Every line of the entries below that carries the string "Bourgeois" should be copied.

Dataset entries:
• • • •
// Copyright (c) 2025 Erick Bourgeois, firestoned
// SPDX-License-Identifier: MIT

//! CRD YAML Generator
//!
//! Generates the `APIGateway` CRD YAML from the Rust type in src/crd.rs, so
//! deploy/crds/ never drifts from the code.
//!
//! Usage:
//!   cargo run --bin crdgen
//!
//! The generated file is written to deploy/crds/ with the license header.

use anyhow::{Context, Result};
use api_gateway_operator::crd::APIGateway;
use kube::CustomResourceExt;
use std::fs;
use std::path::Path;

const COPYRIGHT_HEADER: &str = "# Copyright (c) 2025 Erick Bourgeois, firestoned
# SPDX-License-Identifier: MIT
#
# This file is AUTO-GENERATED from src/crd.rs
# DO NOT EDIT MANUALLY - Run `cargo run --bin crdgen` to regenerate
#
";

fn main() -> Result<()> {
    let output_dir = Path::new("deploy/crds");
    fs::create_dir_all(output_dir)
        .with_context(|| format!("creating {}", output_dir.display()))?;

    println!("Generating CRD YAML files from src/crd.rs...");
    generate_crd::<APIGateway>("apigateways.crd.yaml", output_dir)?;

    println!("✓ Successfully generated CRD YAML files in deploy/crds/");
    println!("\nNext steps:");
    println!("  1. Review the generated files");
    println!("  2. Deploy with: kubectl apply -f deploy/crds/");

    Ok(())
}

fn generate_crd<T>(filename: &str, output_dir: &Path) -> Result<()>
where
    T: CustomResourceExt,
{
    let yaml = serde_yaml::to_string(&T::crd())?;
    let content = format!("{COPYRIGHT_HEADER}{yaml}");

    let output_path = output_dir.join(filename);
    fs::write(&output_path, content)
        .with_context(|| format!("writing {}", output_path.display()))?;

    println!("  ✓ Generated {filename}");
    Ok(())
}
• • • •
**REPLY:**
// Copyright (c) 2025 Erick Bourgeois, firestoned
const COPYRIGHT_HEADER: &str = "# Copyright (c) 2025 Erick Bourgeois, firestoned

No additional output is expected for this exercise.